NEW YORK -- StudentsFirstNY called on the New York City Conflicts of Interest Board to investigate disturbing questions about a potential conflict of interest during the recently completed teachers’ contract negotiations.
The potential conflict came to light following the release of campaign finance reports showing a previously undisclosed $350,000 contribution to Mayor Bill de Blasio's Super PAC from the teachers union at a critical juncture in contract negotiations with the union.
"Ever since the Mayor cut such a sweetheart deal with the teacher's union, the only mystery has been what he got in return. Now we know -- a check for $350,000 to finance his pet political projects. Selling out New York City students on behalf of a top donor is shameful, and we call for a full and thorough investigation by the New York City Conflicts of Interest Board," said StudentsFirstNY executive director Jenny Sedlis.
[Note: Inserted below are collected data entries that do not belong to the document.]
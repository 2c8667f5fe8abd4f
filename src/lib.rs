//! runenv - List and switch between the runtime environments of a project.
//!
//! A project can be run in several runtime environments, for example
//! directly on the host machine or inside a DDev container. runenv reads
//! which ones are enabled from `.runenv/config.yml`, checks which of those
//! are usable in the project, and hands a selected environment to a
//! configured activation command.
//!
//! # Modules
//!
//! - [`cli`] - Command-line interface and argument parsing
//! - [`config`] - Configuration loading and merging
//! - [`environment`] - Environment registry, validation and switching
//! - [`error`] - Error types and result aliases
//! - [`shell`] - Shell command execution
//! - [`ui`] - Terminal output
//!
//! # Example
//!
//! ```
//! use runenv::config::RunenvConfig;
//! use runenv::environment::Registry;
//!
//! let config: RunenvConfig = serde_yaml::from_str(
//!     "runtime_environments:\n  host:\n    enabled: true\n",
//! )
//! .unwrap();
//!
//! let temp = tempfile::TempDir::new().unwrap();
//! let registry = Registry::build(&config.runtime_environments, temp.path());
//! assert_eq!(registry.get("host").unwrap().weight, Some(-99));
//! ```

pub mod cli;
pub mod config;
pub mod environment;
pub mod error;
pub mod shell;
pub mod ui;

pub use error::{Result, RunenvError};
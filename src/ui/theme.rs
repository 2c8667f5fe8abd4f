//! Visual theme and styling.

use console::Style;

/// Styles used for terminal output.
#[derive(Debug, Clone)]
pub struct RunenvTheme {
    /// Style for success messages (green).
    pub success: Style,
    /// Style for error messages (red bold).
    pub error: Style,
    /// Style for dim/secondary text.
    pub dim: Style,
    /// Style for environment ids (bold).
    pub highlight: Style,
    /// Style for hints (magenta dim).
    pub hint: Style,
}

impl Default for RunenvTheme {
    fn default() -> Self {
        Self::new()
    }
}

impl RunenvTheme {
    pub fn new() -> Self {
        Self {
            success: Style::new().green(),
            error: Style::new().red().bold(),
            dim: Style::new().dim(),
            highlight: Style::new().bold(),
            hint: Style::new().magenta().dim(),
        }
    }

    /// Create a theme without colors (for non-TTY or --no-color).
    pub fn plain() -> Self {
        Self {
            success: Style::new(),
            error: Style::new(),
            dim: Style::new(),
            highlight: Style::new(),
            hint: Style::new(),
        }
    }

    pub fn format_success(&self, msg: &str) -> String {
        self.success.apply_to(format!("✓ {}", msg)).to_string()
    }

    pub fn format_error(&self, msg: &str) -> String {
        self.error.apply_to(format!("✗ {}", msg)).to_string()
    }

    pub fn format_hint(&self, msg: &str) -> String {
        self.hint.apply_to(format!("→ {}", msg)).to_string()
    }
}

/// Check if colors should be enabled.
pub fn should_use_colors() -> bool {
    // https://no-color.org/
    if std::env::var("NO_COLOR").is_ok() {
        return false;
    }

    console::Term::stdout().is_term()
}
//! CLI command implementations.
//!
//! Each command implements the [`Command`] trait. Commands that read
//! runtime environment ids from their input declare where through
//! [`Command::environment_locators`]; [`CommandDispatcher`] validates those
//! values before the command runs.

pub mod completions;
pub mod dispatcher;
pub mod list;
pub mod switch;

pub use dispatcher::{Command, CommandDispatcher, CommandResult, ProjectContext};
//! Shell completions generation.
//!
//! The `runenv completions` command generates shell completion scripts.

use crate::cli::args::{Cli, CompletionsArgs};
use crate::ui::UserInterface;
use clap::CommandFactory;

use super::dispatcher::{Command, CommandResult};

/// The completions command implementation.
pub struct CompletionsCommand {
    args: CompletionsArgs,
}

impl CompletionsCommand {
    pub fn new(args: CompletionsArgs) -> Self {
        Self { args }
    }

    fn generate(&self) -> String {
        let mut cmd = Cli::command();
        let mut buf = Vec::new();
        clap_complete::generate(self.args.shell, &mut cmd, "runenv", &mut buf);
        String::from_utf8_lossy(&buf).into_owned()
    }
}

impl Command for CompletionsCommand {
    fn execute(&self, ui: &mut dyn UserInterface) -> crate::error::Result<CommandResult> {
        ui.data(&self.generate());
        Ok(CommandResult::success())
    }
}
//! CLI argument definitions.
//!
//! This module defines all CLI arguments using clap's derive macros.
//! The main entry point is the [`Cli`] struct.

use clap::{Parser, Subcommand, ValueEnum};
use clap_complete::Shell;
use std::path::PathBuf;

/// runenv - List and switch between the runtime environments of a project.
#[derive(Debug, Parser)]
#[command(name = "runenv")]
#[command(author, version, about, long_about = None)]
#[command(propagate_version = true)]
pub struct Cli {
    /// Path to config file (overrides default .runenv/config.yml)
    #[arg(short, long, global = true, env = "RUNENV_CONFIG")]
    pub config: Option<PathBuf>,

    /// Path to project root (overrides discovery from the current directory)
    #[arg(short, long, global = true)]
    pub project: Option<PathBuf>,

    /// Show verbose output
    #[arg(short, long, global = true)]
    pub verbose: bool,

    /// Minimal output
    #[arg(short, long, global = true)]
    pub quiet: bool,

    /// Disable colored output
    #[arg(long, global = true)]
    pub no_color: bool,

    /// Enable debug logging
    #[arg(long, global = true)]
    pub debug: bool,

    #[command(subcommand)]
    pub command: Commands,
}

/// Available subcommands.
#[derive(Debug, Subcommand)]
pub enum Commands {
    /// List the available runtime environments
    List(ListArgs),

    /// Switch to another runtime environment
    Switch(SwitchArgs),

    /// Generate shell completions
    Completions(CompletionsArgs),
}

/// Output formats of the `list` command.
#[derive(Debug, Clone, Copy, PartialEq, Eq, Default, ValueEnum)]
pub enum ListFormat {
    #[default]
    Yaml,
    Json,
    Table,
}

/// Arguments for the `list` command.
#[derive(Debug, Clone, Default, clap::Args)]
pub struct ListArgs {
    /// Output format
    #[arg(long, value_enum, default_value_t = ListFormat::Yaml)]
    pub format: ListFormat,
}

/// Arguments for the `switch` command.
#[derive(Debug, Clone, clap::Args)]
pub struct SwitchArgs {
    /// Id of the runtime environment to switch to (see `runenv list`)
    #[arg(value_name = "RTE_ID")]
    pub rte_id: String,
}

/// Arguments for the `completions` command.
#[derive(Debug, Clone, clap::Args)]
pub struct CompletionsArgs {
    /// Shell to generate completions for
    #[arg(value_enum)]
    pub shell: Shell,
}
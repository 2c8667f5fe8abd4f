//! Public API tests for building and using the runtime environment registry.

use runenv::config::{load_project_config, EnvironmentConfig};
use runenv::environment::{
    switch, validate, ActivationOutcome, Activator, CommandInput, EnvironmentDescriptor,
    EnvironmentKind, Locator, Registry, RegistryBuilder,
};
use runenv::{Result, RunenvError};
use std::cell::RefCell;
use std::fs;
use std::path::Path;
use tempfile::TempDir;

fn project(config: &str) -> TempDir {
    let temp = TempDir::new().unwrap();
    let dir = temp.path().join(".runenv");
    fs::create_dir_all(&dir).unwrap();
    fs::write(dir.join("config.yml"), config).unwrap();
    temp
}

fn registry_for(temp: &TempDir) -> Registry {
    let config = load_project_config(temp.path()).unwrap();
    Registry::build(&config.runtime_environments, temp.path())
}

/// A kind available only in projects with a `.remote` directory.
struct RemoteKind;

impl EnvironmentKind for RemoteKind {
    fn id(&self) -> &str {
        "remote"
    }

    fn is_available(&self, project_root: &Path) -> bool {
        project_root.join(".remote").is_dir()
    }

    fn descriptor(&self, config: &EnvironmentConfig) -> EnvironmentDescriptor {
        EnvironmentDescriptor::new("remote", "Remote workspace")
            .with_weight(10)
            .apply_overrides(config)
    }
}

struct Recorder(RefCell<Vec<String>>);

impl Activator for Recorder {
    fn activate(&self, descriptor: &EnvironmentDescriptor) -> Result<ActivationOutcome> {
        self.0.borrow_mut().push(descriptor.id.clone());
        Ok(ActivationOutcome::success())
    }
}

#[test]
fn host_and_ddev_end_to_end() {
    let temp = project("runtime_environments:\n  host: {enabled: true}\n  ddev: {enabled: true}\n");
    assert_eq!(registry_for(&temp).len(), 1);

    fs::create_dir_all(temp.path().join(".ddev")).unwrap();
    fs::write(temp.path().join(".ddev/config.yaml"), "").unwrap();

    let registry = registry_for(&temp);
    let ids: Vec<_> = registry.list().iter().map(|d| d.id.clone()).collect();
    assert_eq!(ids, ["host", "ddev"]);
}

#[test]
fn custom_kind_is_registered_through_builder() {
    let temp = project("runtime_environments:\n  remote: {enabled: true, region: eu}\n");
    let config = load_project_config(temp.path()).unwrap();
    let builder = RegistryBuilder::with_builtin_kinds().register(RemoteKind);

    assert!(builder
        .build(&config.runtime_environments, temp.path())
        .is_empty());

    fs::create_dir_all(temp.path().join(".remote")).unwrap();
    let registry = builder.build(&config.runtime_environments, temp.path());

    let remote = registry.get("remote").unwrap();
    assert_eq!(remote.weight, Some(10));
    assert_eq!(remote.extra["region"], "eu");
}

#[test]
fn validate_then_switch() {
    let temp = project("runtime_environments:\n  host: {enabled: true}\n");
    let registry = registry_for(&temp);
    let recorder = Recorder(RefCell::new(Vec::new()));
    let locators = Locator::parse_list("argument.rte_id").unwrap();

    let good = CommandInput::new().with_argument("rte_id", Some("host"));
    validate(&locators, &good, &registry).unwrap();
    switch("host", &registry, &recorder).unwrap();

    let bad = CommandInput::new().with_argument("rte_id", Some("staging"));
    let err = validate(&locators, &bad, &registry).unwrap_err();
    assert!(matches!(err, RunenvError::UnknownEnvironment { .. }));

    assert_eq!(recorder.0.borrow().as_slice(), ["host"]);
}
The full letter can be read below or downloaded as a PDF:
July 16, 2014
Richard Briffault, Chair
New York City Conflicts of Interest Board
2 Lafayette Street, Suite 1010
New York, New York, 10007
Dear Mr. Briffault:
An item posted on the Crain’s Insider blog last night (“Before contract, teachers gave to de Blasio charity”) raises disturbing questions about a potential conflict of interest during the recently completed teachers’ contract negotiations.
According to the Crain’s report:
“Less than a month before Mayor Bill de Blasio struck a major contract agreement with the United Federation of Teachers, its parent union, the American Federation of Teachers, gave $350,000 to a nonprofit run by de Blasio advisors, which lobbies on behalf of the mayor's priorities, newly released records show.”
Serious questions have been raised about the teachers’ contract agreed to in May, in which the City gave considerable raises without getting much in return. Increasing teacher pay is worthwhile, but a nine-year deal with pay hikes totaling 19 percent should come with union concessions that improve the quality of classroom instruction and help turn around failing schools. The City entered the talks with a strong bargaining position yet it wound up paying significantly more while giving teachers the right to work less—the contract reduces instructional time for children by 2½ hours per week.
The timing of such a large union contribution to the Mayor’s Super PAC for his most dear political cause at a critical juncture in the contract negotiations is troubling. What are the rules for government officials accepting Super PAC contributions from unions with whom they are negotiating a contract?
I urge the board to immediately look into these questions. New Yorkers deserve to know whether it is a conflict of interest for Mayor de Blasio to take large Super PAC contributions from a union with whom he is negotiating a new contract.